Hello, today we are starting to write articles on Access Control Vulnerabilities. This is our 13th article on access control vulnerabilities. In this article, we will cover the PortSwigger Web Security lab “Referer-based access control.” We will provide a complete step-by-step practical guide in order for you to understand it well.

Table of Contents

Lab Description For Referer-based access control

This lab is vulnerable to a broken access vulnerability. We have been provided with an admin functionality to become familiar with it. The admin panel credentials are administrator:admin.

To solve this lab, we need to log in with the admin credentials. We will then have to upgrade Carlos’ account and then upgrade Wiener’s account using that request.

Lab Solution For Referer-based access control

First, access your lab. After accessing it, click on “My Account.”

After clicking on “My Account,” log in with the provided admin credentials.

Now, click on the admin panel and upgrade Carlos’ account. Also, connect Burp Suite and start analyzing the traffic at the same time.

We have a GET /admin-roles?username=carlos&action=upgrade request. Send it to the repeater.

Simply log out of your account and log in with Wiener’s account. After logging in, click on “My Account.”

You will notice a GET request like this:

GET /my-account?id=wiener HTTP/2
Host: 0a1c000704d29a278213ac0500a100dd.web-security-academy.net
Cookie: session=7aQ5IQY5tLzovFSlj8CeMWWx9tfsqZBP

Copy the value of the cookie: session, which is (7aQ5IQY5tLzovFSlj8CeMWWx9tfsqZBP) in my case.

Now, go to the repeater tab and replace the cookie in Carlos’ upgrade request with this copied cookie. Also, change the name from Carlos to Wiener.

By doing this, you will solve the PortSwigger Web Security lab “Referer-based Access Control.”

You can learn everything related to web security on our website. We upload the latest articles on web security topics on a daily basis, so stay with us.

Now you have officially completed all the labs for Access Control, Now you have to move towards the XXE Injection & the Labs Start from Here : Exploiting XXE Using External Entities To Retrieve Files. Good Luck!

FAQS

What is web security?

Website security refers to protecting a website or web application from cyberattacks, unauthorized access, or other security threats.

What is web application security?

Web application security means protecting a website from cyberattacks. These attacks may include vulnerabilities such as SQL injection, XSS, file inclusion, and others.
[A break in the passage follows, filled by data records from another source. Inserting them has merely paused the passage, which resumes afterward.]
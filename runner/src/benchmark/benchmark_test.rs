use super::*;
use crate::{catalog::ProviderCatalog, executors::scripted::ScriptedExecutor};
use apbench_ingest::SeriesKey;
use std::fs;

const RECORD: &str = "Loading production environment\n\
                      104857600, 157286400, 52428800\n\
                      209715200, 314572800, 104857600\n\
                      {:count=>1}\n\
                      {:count=>2}\n\
                      Process Pid: 4242\n\
                      4.567\n";

fn config(log_dir: &tempfile::TempDir, pbench_disabled: bool) -> PerfConfig {
    PerfConfig::from_yaml(&format!(
        "appliance:\n  host: 10.8.58.12\n  version: 5.5.2.4\noutput:\n  log_dir: {}\npbench:\n  disable: {pbench_disabled}\n  settle_time: 0\n",
        log_dir.path().display()
    ))
    .unwrap()
}

fn iteration(index: usize) -> Iteration<'static> {
    Iteration {
        feature: "Refresh",
        test: "Provider-Init",
        provider: "vSphere 6",
        index,
        setup: "e = ExtManagementSystem.find_by_name('vSphere 6');",
        timed: "EmsRefresh.refresh e;",
    }
}

#[test]
pub fn iteration_id_is_zero_padded() {
    assert_eq!(iteration(7).id(), "Provider-Init-vSphere 6-0007");
}

#[test]
pub fn iteration_is_bracketed_and_recorded() {
    let log_dir = tempfile::tempdir().unwrap();
    let executor = ScriptedExecutor::new();
    executor.respond("bin/rails runner", 0, RECORD);

    let mut session = BenchmarkSession::new(&executor, &config(&log_dir, false), "Refresh");
    let parsed = session.run_iteration(&iteration(0)).unwrap().unwrap();
    assert_eq!(parsed.timing, 4.567);

    let commands = executor.commands();
    let position = |prefix: &str| {
        commands
            .iter()
            .position(|command| command.starts_with(prefix))
            .unwrap()
    };
    assert!(position("start-tools") < position("cd /var/www/miq/vmdb; bin/rails runner"));
    assert!(position("cd /var/www/miq/vmdb; bin/rails runner") < position("stop-tools"));
    assert!(commands
        .iter()
        .any(|command| command.ends_with("--iteration=Provider-Init-vSphere_6-0000")));

    // the raw output is stored next to the tool data
    let uploads = executor.uploads();
    assert_eq!(uploads[0].1, RECORD);
    assert!(uploads[0].2.starts_with(&format!("/var/lib/pbench-agent/{}/", session.run_id())));

    let key = SeriesKey::new("Refresh", "Provider-Init", "vSphere 6", "rss_total_MiB");
    assert_eq!(session.values().series(&key).unwrap().numbers(), vec![150.0]);
    assert_eq!(session.values().len(), 14);
}

#[test]
pub fn unparseable_output_skips_iteration() {
    let log_dir = tempfile::tempdir().unwrap();
    let executor = ScriptedExecutor::new();
    executor.respond("bin/rails runner", 1, "NameError: uninitialized constant MiqProcess");

    let mut session = BenchmarkSession::new(&executor, &config(&log_dir, false), "Refresh");

    assert!(session.run_iteration(&iteration(0)).unwrap().is_none());
    assert!(session.values().is_empty());
    // pbench was still stopped
    assert!(executor
        .commands()
        .iter()
        .any(|command| command.starts_with("postprocess-tools")));
}

#[test]
pub fn finish_reports_and_moves_results() {
    let log_dir = tempfile::tempdir().unwrap();
    let executor = ScriptedExecutor::new();
    executor.respond("bin/rails runner", 0, RECORD);

    let mut session = BenchmarkSession::new(&executor, &config(&log_dir, false), "Refresh");
    for index in 0..3 {
        session.run_iteration(&iteration(index)).unwrap();
    }
    let values = session.finish().unwrap();

    let key = SeriesKey::new("Refresh", "Provider-Init", "vSphere 6", "timing");
    assert_eq!(values.series(&key).unwrap().len(), 3);
    assert_eq!(executor.commands().last().unwrap(), "move-results");

    let statistics = fs::read_to_string(
        log_dir
            .path()
            .join("csv_output/benchmark-timing-statistics.csv"),
    )
    .unwrap();
    assert!(statistics.ends_with(
        "5.5.2.4,Refresh,Provider-Init,vSphere 6,3,4.567,4.567,4.567,4.567,0.0,4.567,4.567\r\n"
    ));
    assert!(log_dir.path().join("csv_output/benchmark-gc_stat.csv").is_file());
}

#[test]
pub fn disabled_pbench_only_runs_the_benchmark() {
    let log_dir = tempfile::tempdir().unwrap();
    let executor = ScriptedExecutor::new();
    executor.respond("bin/rails runner", 0, RECORD);

    let mut session = BenchmarkSession::new(&executor, &config(&log_dir, true), "Refresh");
    session.run_iteration(&iteration(0)).unwrap();
    session.finish().unwrap();

    assert_eq!(executor.commands().len(), 1);
    assert!(executor.uploads().is_empty());
}

#[test]
pub fn array_series_is_reported_directly() {
    let log_dir = tempfile::tempdir().unwrap();
    let executor = ScriptedExecutor::new();
    executor.respond("bin/rails runner", 0, "noise\n[1.1, 2.2, 3.3]\n");

    let mut session = BenchmarkSession::new(&executor, &config(&log_dir, true), "Refresh");
    let summary = session
        .run_repetitions(&iteration(0), 3)
        .unwrap()
        .unwrap();

    assert_eq!(summary.count(), 3);
    assert!(session.values().is_empty());
    assert_eq!(
        fs::read_to_string(
            log_dir
                .path()
                .join("csv_output/Refresh-Provider-Init-vSphere 6-timing.csv")
        )
        .unwrap(),
        "Refresh-Provider-Init-vSphere 6-timing\n1.1\n2.2\n3.3\n"
    );
}

#[test]
pub fn array_garbage_is_an_error() {
    let log_dir = tempfile::tempdir().unwrap();
    let executor = ScriptedExecutor::new();
    executor.respond("bin/rails runner", 0, "undefined method `times'");

    let mut session = BenchmarkSession::new(&executor, &config(&log_dir, true), "Refresh");

    assert!(matches!(
        session.run_array("Refresh", "Provider-Delta", "vSphere 6", "r"),
        Err(BenchmarkError::Parse(_))
    ));
}

const LAB: &str = "
management_systems:
  p1: {name: P1, tags: [benchmark]}
  p2: {name: P2, tags: [benchmark]}
  ec2: {name: EC2, tags: [benchmark, benchmark_provisioning]}
";

fn plan(array: bool, providers: &[&str]) -> BenchmarkPlan<'static> {
    BenchmarkPlan {
        feature: "Refresh",
        test: "Provider-Init",
        setup: "e = ExtManagementSystem.find_by_name('{provider}');",
        timed: "EmsRefresh.refresh e;",
        iterations: 2,
        providers: providers.iter().map(|id| id.to_string()).collect(),
        array,
    }
}

#[test]
pub fn failed_provider_does_not_lose_earlier_results() {
    let log_dir = tempfile::tempdir().unwrap();
    let catalog = ProviderCatalog::from_yaml(LAB).unwrap();
    let executor = ScriptedExecutor::new();
    executor.respond("bin/rails runner", 0, RECORD);
    executor.respond("--iteration=Provider-Init-P2", 1, "pbench-start-tools: failed");

    let session = BenchmarkSession::new(&executor, &config(&log_dir, false), "Refresh");
    let result = run_benchmark(session, &catalog, &plan(false, &[]));

    assert!(matches!(
        result,
        Err(BenchmarkError::Failed {
            failed: 2,
            attempted: 4
        })
    ));

    // p2 failed after p1 ran, p1 is still reported and results moved
    let statistics = fs::read_to_string(
        log_dir
            .path()
            .join("csv_output/benchmark-timing-statistics.csv"),
    )
    .unwrap();
    assert!(statistics.contains("5.5.2.4,Refresh,Provider-Init,P1,2,4.567,"));
    assert!(!statistics.contains(",P2,"));
    assert_eq!(executor.commands().last().unwrap(), "move-results");
}

#[test]
pub fn default_providers_skip_provisioning_ones() {
    let log_dir = tempfile::tempdir().unwrap();
    let catalog = ProviderCatalog::from_yaml(LAB).unwrap();
    let executor = ScriptedExecutor::new();
    executor.respond("bin/rails runner", 0, RECORD);

    let session = BenchmarkSession::new(&executor, &config(&log_dir, true), "Refresh");
    let values = run_benchmark(session, &catalog, &plan(false, &[])).unwrap();

    let runs = executor.commands();
    assert_eq!(runs.len(), 4);
    assert!(runs[0].contains("find_by_name('P1')"));
    assert!(runs[3].contains("find_by_name('P2')"));
    assert!(!runs.iter().any(|command| command.contains("EC2")));

    let key = SeriesKey::new("Refresh", "Provider-Init", "P2", "timing");
    assert_eq!(values.series(&key).unwrap().len(), 2);
}

#[test]
pub fn array_plan_times_each_provider_in_one_process() {
    let log_dir = tempfile::tempdir().unwrap();
    let catalog = ProviderCatalog::from_yaml(LAB).unwrap();
    let executor = ScriptedExecutor::new();
    executor.respond("bin/rails runner", 0, "[1.0, 2.0]\n");
    executor.respond("find_by_name('P1')", 0, "undefined method `find_by_name'");

    let session = BenchmarkSession::new(&executor, &config(&log_dir, true), "Refresh");
    let result = run_benchmark(session, &catalog, &plan(true, &["p1", "p2"]));

    assert!(matches!(
        result,
        Err(BenchmarkError::Failed {
            failed: 1,
            attempted: 2
        })
    ));

    let runs = executor.commands();
    assert_eq!(runs.len(), 2);
    assert!(runs.iter().all(|command| command.contains("2.times")));
    assert_eq!(
        fs::read_to_string(
            log_dir
                .path()
                .join("csv_output/Refresh-Provider-Init-P2-timing.csv")
        )
        .unwrap(),
        "Refresh-Provider-Init-P2-timing\n1.0\n2.0\n"
    );
}

#[test]
pub fn no_benchmark_providers() {
    let log_dir = tempfile::tempdir().unwrap();
    let catalog = ProviderCatalog::from_yaml("management_systems:\n  ec2: {name: EC2}\n").unwrap();
    let executor = ScriptedExecutor::new();

    let session = BenchmarkSession::new(&executor, &config(&log_dir, true), "Refresh");

    assert!(matches!(
        run_benchmark(session, &catalog, &plan(false, &[])),
        Err(BenchmarkError::NoProviders(_))
    ));
    assert!(executor.commands().is_empty());
}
Which of the following is a good security practice for web browsing?

It is always a good practice to use an up-to-date browser with timely updates. Keep your browser plugins up-to-date, avoid malicious websites and links, and always enable 2-factor authentication while avoiding clickjacking.

How to find someone’s social security number on the dark web

Searching for someone’s social security number or credit card information on the dark web is illegal and unethical. It is important to always avoid such activities and protect yourself and others from cyber threats.